Fouad Laroui inaugure sa carrière par un coup d’éclat en 1996, sous la forme d’un objet non identifié, pour reprendre la formule de Abdellatif Laâbi. En effet, bien que présenté comme un roman, Les Dents du topographe rompt avec les conventions narratives, se moque de la vraisemblance, pratique le mélange des genres et assaisonne la salade d’une forte dose d’ironie et de dérision. Ce récit des tribulations d’un lycéen militant du PAP (Partie anti-publicité) qui, pour échapper à la traque policière, prend la fuite, puis s’exile volontairement, revient bardé de diplômes pour repartir au diable vauvert. L’objet indéfinissable eut l’heure de plaire, il fut même primé, en vertu de la puissance créatrice de ce papillonnage à travers les formes. Ce dont le sérail littéraire prit ombrage, ourdissant une cabale infamante à l’encontre du jeune auteur, coupable, le chargeait-on, de mépriser son pays contre lequel il avait, comme son héros topographe, une dent atroce. Fouad Laroui, qui sait tremper sa plume dans le vitriol, taper juste et faire rire des téméraires qui lui cherchent noise, riposta, deux ans après la publication du foutraque Méfiez-vous des parachutistes, par la conception d’un double imaginaire, Philomène Tralala, de son vrai nom Fatima Ait Bihi, écrivaine heureuse, accusée par ses pairs envieux de plagiat : «Les Marocains sont pauvres, malheureusement, pauvres à en pleurer… Le book, luxe suprême… On ne me lit pas, on me hait par ouï-dire, on m’abomine par principe. On me tuerait comme un réflexe…», blâme-t-elle à la fin de La Fin tragique de Philomène Tralala. A bon entendeur, salut ! Curieusement, le soufflé, longtemps porté à incandescence, se refroidit abruptement. Fouad Laroui poursuivit dès lors sa route sans se soucier de regarder en arrière, enchaînant, avec une régularité de métronome, les succès, jusqu’à la consécration de cette pantalonnade portant l’accrocheuse enseigne de L’étrange affaire du pantalon de Dassoukine, qui n’a rien à faire avec l’amuseur (phare des années 1970-80), mais avec un rond-de-cuir du cru dépêché, tapageusement, à Bruxelles, pour approvisionner son pays en blé européen, de préférence à prix modique, vu la conjoncture budgétaire.

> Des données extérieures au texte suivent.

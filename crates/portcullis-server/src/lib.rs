//! Portcullis API Server
//!
//! An axum server whose routes sit behind the authentication-required gate
//! from `portcullis-core`. Handlers marked authentication exempt are served
//! to anyone; every other route needs a configured API key.
//!
//! - **Routes**: endpoint definitions built from gate handlers
//! - **Middleware**: the tower adapter for the gate and the API key service
//! - **Config**: layered configuration with validation

#![warn(clippy::all)]

pub mod config;
pub mod error;
pub mod middleware;
pub mod routes;
pub mod state;

pub use config::ServerConfig;
pub use error::{ApiError, ApiResult};
pub use state::AppState;

use axum::Router;
use middleware::ApiKeyAuth;
use portcullis_core::ExemptionError;
use std::net::{AddrParseError, SocketAddr};
use std::sync::Arc;
use tokio::net::TcpListener;
use tower_http::trace::TraceLayer;
use tracing::{error, info};

/// Server builder for constructing and running the API server.
pub struct Server {
    state: AppState,
    auth: Arc<ApiKeyAuth>,
}

impl Server {
    /// Create a new server with the given configuration.
    pub fn new(config: ServerConfig) -> Self {
        let auth = Arc::new(ApiKeyAuth::from_config(&config.auth));
        Self {
            state: AppState::new(config),
            auth,
        }
    }

    /// Build the router with all routes and middleware.
    pub fn router(&self) -> Result<Router, ExemptionError> {
        Ok(routes::create_router(&self.state, self.auth.clone())?
            .layer(TraceLayer::new_for_http()))
    }

    /// Run the server, binding to the configured address.
    pub async fn run(self) -> Result<(), anyhow::Error> {
        let addr = self.addr()?;
        let router = self.router()?;
        let listener = TcpListener::bind(addr).await?;

        info!(
            %addr,
            api_keys = self.auth.key_count(),
            "Server listening"
        );

        axum::serve(listener, router)
            .with_graceful_shutdown(shutdown_signal())
            .await?;

        Ok(())
    }

    /// Get the server's socket address.
    pub fn addr(&self) -> Result<SocketAddr, AddrParseError> {
        self.state.config.server.socket_addr()
    }
}

async fn shutdown_signal() {
    let ctrl_c = async {
        if let Err(err) = tokio::signal::ctrl_c().await {
            error!(error = %err, "Failed to install Ctrl+C handler");
            std::future::pending::<()>().await;
        }
    };

    #[cfg(unix)]
    let terminate = async {
        match tokio::signal::unix::signal(tokio::signal::unix::SignalKind::terminate()) {
            Ok(mut signal) => {
                signal.recv().await;
            }
            Err(err) => {
                error!(error = %err, "Failed to install SIGTERM handler");
                std::future::pending::<()>().await;
            }
        }
    };

    #[cfg(not(unix))]
    let terminate = std::future::pending::<()>();

    tokio::select! {
        _ = ctrl_c => {},
        _ = terminate => {},
    }

    info!("Shutdown signal received, starting graceful shutdown");
}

Seulement, on lui subtilise son froc, et à cause de ses mensurations, on ne lui trouve pas un futal de substitution. En fin de compte, c’est dans une sorte d’habit d’Arlequin que le brave Dassoukine plaide la cause du Maroc. Au vu de son attifement, le comité conclut à son appartenance à une nation miséreuse et lui fournit le blé à l’œil. Au vrai, cette fantaisie hilarante, qui tient en à peine treize pages, est une nouvelle parmi les autres huit nouvelles d’intérêt variable qui composent le livre, mais sa valeur est liée à sa nature de précipité de l’œuvre de Fouad Laroui, puisqu’elle aborde ses thèmes majeurs, à savoir l’identité, la rencontre des cultures et l’individu. Etant porteur de plusieurs identités, Fouad Laroui prête tout naturellement attention à cette question essentielle. Ainsi, elle est au cœur même des Dents du topographe, où le protagoniste balance souvent entre rejeter les valeurs de son pays et s’en faire régenter inconditionnellement. Au fil de Méfiez-vous des parachutistes, c’est la langue, composante fondamentale de l’identité, qui turlupine le protagoniste : «Aurais-tu compris, Bouazza, que je n’ai pas de langue maternelle, que c’est une blessure béante, et c’est peut-être cela qui m’empêche de me fondre dans la chaude unanimité bouazzique, dans le rassemblement des corps d’où rien n’émerge ? (…) Je n’ai que des secondes langues». En contrepoint de cette douleur, le troisième roman de Fouad Laroui décrit plaisamment l’enfer vécu par le héros par la faute de l’incursion d’un parachutiste dans son intimité, qu’il reçoit un jour et qui s’installera sans gêne chez lui. A l’évidence, il s’agit d’une fable mettant au jour la non-reconnaissance de la notion d’individu sous nos latitudes. Si l’on en croit l’auteur des Bédouins dans le polder, dans lequel des migrants marocains scrutent les mœurs néerlandaises, les rencontres des cultures ne se passent pas idylliquement, loin s’en faut, en raison des préjugés et des clichés, ces empêcheurs de vivre en harmonie.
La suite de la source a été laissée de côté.